Keeping my eye on the image until I'm happy with the result. And then I'll close that adjustment. I can apply other adjustments on top of this one. And when I'm happy with the photo, I'll often compare the after view with all of my adjustments to the way the photo originally looked. To do that, I'll go to the View menu. And I'll choose one of the Before and After views. Here you see the original on the left with no adjustments and the adjusted version on the right. If I'm happy with the adjustment version it's time to save it.
I can either go to the File menu and choose Save or I can just click the X on the right side of the document window. That will close the file and elements will ask me if I want to save it before closing. Because elements knows that I've made changes to this image and haven't saved those yet. So I'll click Yes, here and that will open the Save As dialog box. This dialog box may look a little different on a Mac than it does here on a PC but the important fields are there in both platforms. I'm going to leave all of these options checked. I do want to included the adjusted version of the photo in my elements organizer.

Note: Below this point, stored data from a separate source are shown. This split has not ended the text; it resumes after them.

//! Session configuration.
//!
//! Settings resolve in layers: built-in defaults, then an optional config
//! file, then CLI flags (applied by the binary). Everything is immutable
//! once the session starts.

use std::path::Path;
use std::time::Duration;

use serde::Deserialize;
use thiserror::Error;

use pulsegate_types::{Bpm, InvalidThresholds, Thresholds};

use crate::duration::parse_duration;

/// Default UDP port the heart-rate bridge sends to.
pub const DEFAULT_PORT: u16 = 12345;

/// Default scheduling-tick interval.
pub const DEFAULT_TICK: Duration = Duration::from_millis(100);

/// Resolved configuration for one session.
#[derive(Debug, Clone)]
pub struct SessionConfig {
    /// UDP port for inbound BPM datagrams.
    pub port: u16,
    /// Scheduling-tick interval for the dispatcher and recovery polling.
    pub tick: Duration,
    /// Trigger/recovery thresholds and timing windows.
    pub thresholds: Thresholds,
    /// Calming content identifier; `None` leaves the collaborator in
    /// degraded no-op mode.
    pub calming: Option<String>,
    /// Exposure content identifiers, grouped in levels.
    pub levels: Vec<Vec<String>>,
}

impl Default for SessionConfig {
    fn default() -> Self {
        Self {
            port: DEFAULT_PORT,
            tick: DEFAULT_TICK,
            thresholds: Thresholds::default(),
            calming: None,
            levels: Vec::new(),
        }
    }
}

impl SessionConfig {
    /// Load defaults overlaid with a config file.
    ///
    /// The file may set any subset of keys; unset keys keep their defaults.
    pub fn from_file(path: &Path) -> Result<Self, ConfigError> {
        let file: FileConfig = config::Config::builder()
            .add_source(config::File::from(path))
            .build()?
            .try_deserialize()?;

        let mut cfg = Self::default();
        if let Some(port) = file.port {
            cfg.port = port;
        }
        if let Some(tick) = file.tick {
            cfg.tick = parse_duration(&tick).map_err(|e| ConfigError::Duration(e.to_string()))?;
        }
        if let Some(bpm) = file.trigger_bpm {
            cfg.thresholds.trigger = Bpm::new(bpm);
        }
        if let Some(bpm) = file.recovery_bpm {
            cfg.thresholds.recovery = Bpm::new(bpm);
        }
        if let Some(sustain) = file.sustain {
            cfg.thresholds.sustain =
                parse_duration(&sustain).map_err(|e| ConfigError::Duration(e.to_string()))?;
        }
        if let Some(floor) = file.cooldown_floor {
            cfg.thresholds.cooldown_floor =
                parse_duration(&floor).map_err(|e| ConfigError::Duration(e.to_string()))?;
        }
        if let Some(calming) = file.calming {
            cfg.calming = Some(calming);
        }
        if let Some(levels) = file.levels {
            cfg.levels = levels;
        }
        Ok(cfg)
    }

    /// Validate the resolved configuration.
    ///
    /// Called by the binary after CLI overrides have been applied.
    pub fn validate(&self) -> Result<(), ConfigError> {
        self.thresholds.validate()?;
        if self.tick.is_zero() {
            return Err(ConfigError::Duration("tick interval must be non-zero".into()));
        }
        Ok(())
    }
}

/// On-disk schema. All keys optional; durations are strings like "3s".
#[derive(Debug, Deserialize)]
struct FileConfig {
    port: Option<u16>,
    tick: Option<String>,
    trigger_bpm: Option<u16>,
    recovery_bpm: Option<u16>,
    sustain: Option<String>,
    cooldown_floor: Option<String>,
    calming: Option<String>,
    levels: Option<Vec<Vec<String>>>,
}

/// Errors resolving a session configuration.
#[derive(Debug, Error)]
pub enum ConfigError {
    /// Reading or deserializing the config file failed.
    #[error("failed to load config file: {0}")]
    File(#[from] config::ConfigError),

    /// A duration value could not be parsed.
    #[error("invalid duration: {0}")]
    Duration(String),

    /// The resolved thresholds are inconsistent.
    #[error("invalid thresholds: {0}")]
    Thresholds(#[from] InvalidThresholds),
}

#[cfg(test)]
mod tests {
    use super::*;
    use std::io::Write;

    fn write_config(contents: &str) -> tempfile::NamedTempFile {
        let mut file = tempfile::Builder::new()
            .suffix(".toml")
            .tempfile()
            .unwrap();
        file.write_all(contents.as_bytes()).unwrap();
        file.flush().unwrap();
        file
    }

    #[test]
    fn defaults_are_valid() {
        let cfg = SessionConfig::default();
        assert!(cfg.validate().is_ok());
        assert_eq!(cfg.port, DEFAULT_PORT);
        assert_eq!(cfg.tick, DEFAULT_TICK);
        assert!(cfg.calming.is_none());
    }

    #[test]
    fn file_overrides_subset_of_keys() {
        let file = write_config(
            r#"
            port = 9000
            trigger_bpm = 100
            sustain = "5s"
            "#,
        );

        let cfg = SessionConfig::from_file(file.path()).unwrap();
        assert_eq!(cfg.port, 9000);
        assert_eq!(cfg.thresholds.trigger, Bpm::new(100));
        assert_eq!(cfg.thresholds.sustain, Duration::from_secs(5));
        // Untouched keys keep their defaults
        assert_eq!(cfg.thresholds.recovery, Bpm::new(85));
        assert_eq!(cfg.thresholds.cooldown_floor, Duration::from_secs(10));
    }

    #[test]
    fn file_can_configure_content() {
        let file = write_config(
            r#"
            calming = "calm-meadow"
            levels = [["spider-far", "spider-near"], ["spider-hand"]]
            "#,
        );

        let cfg = SessionConfig::from_file(file.path()).unwrap();
        assert_eq!(cfg.calming.as_deref(), Some("calm-meadow"));
        assert_eq!(cfg.levels.len(), 2);
        assert_eq!(cfg.levels[0][1], "spider-near");
    }

    #[test]
    fn bad_duration_is_rejected() {
        let file = write_config(r#"sustain = "three seconds""#);
        assert!(matches!(
            SessionConfig::from_file(file.path()),
            Err(ConfigError::Duration(_))
        ));
    }

    #[test]
    fn missing_file_is_an_error() {
        let err = SessionConfig::from_file(Path::new("/nonexistent/pulsegate.toml"));
        assert!(matches!(err, Err(ConfigError::File(_))));
    }

    #[test]
    fn validation_catches_collapsed_hysteresis_gap() {
        let mut cfg = SessionConfig::default();
        cfg.thresholds.recovery = cfg.thresholds.trigger;
        assert!(matches!(cfg.validate(), Err(ConfigError::Thresholds(_))));
    }

    #[test]
    fn validation_catches_zero_tick() {
        let cfg = SessionConfig {
            tick: Duration::ZERO,
            ..SessionConfig::default()
        };
        assert!(matches!(cfg.validate(), Err(ConfigError::Duration(_))));
    }
}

That saves me the step of having to import it myself. And, I want to save the changed version in what's called a version set, or a stack with the original. Which will keep those two photos together, so they're easier to find. With Save Inversion Set checked, elements automatically appends the words, edited one to the end of the file name. So I don't have to worry that I'm saving over the original image. Because that one has a different name. I'm going to save this right to the same folder as the original. I'll click save and I'll the JPEG options at their defaults and click OK. That closes the photo of the cheese.
I haven't made any changes to this photo of the bread so I can save it without closing by clicking the X at the top right of the Document window. Because there aren't any photos still open in the editor elements switches me back to the organizer. And here in the grid view of the media browser I can see my version set of the original and the adjusted photo of the cheese. I know this is a version set because it has this arrow to the right of it and clicking that arrow expands the version set. Here I can see the original photo of the cheese on the right and the adjusted photo which I changed in QuickEdit, here on the left.
So that's overview of the QuickEdit work space. In the movies to come, we'll be working in the QuickEdit work space in more detail.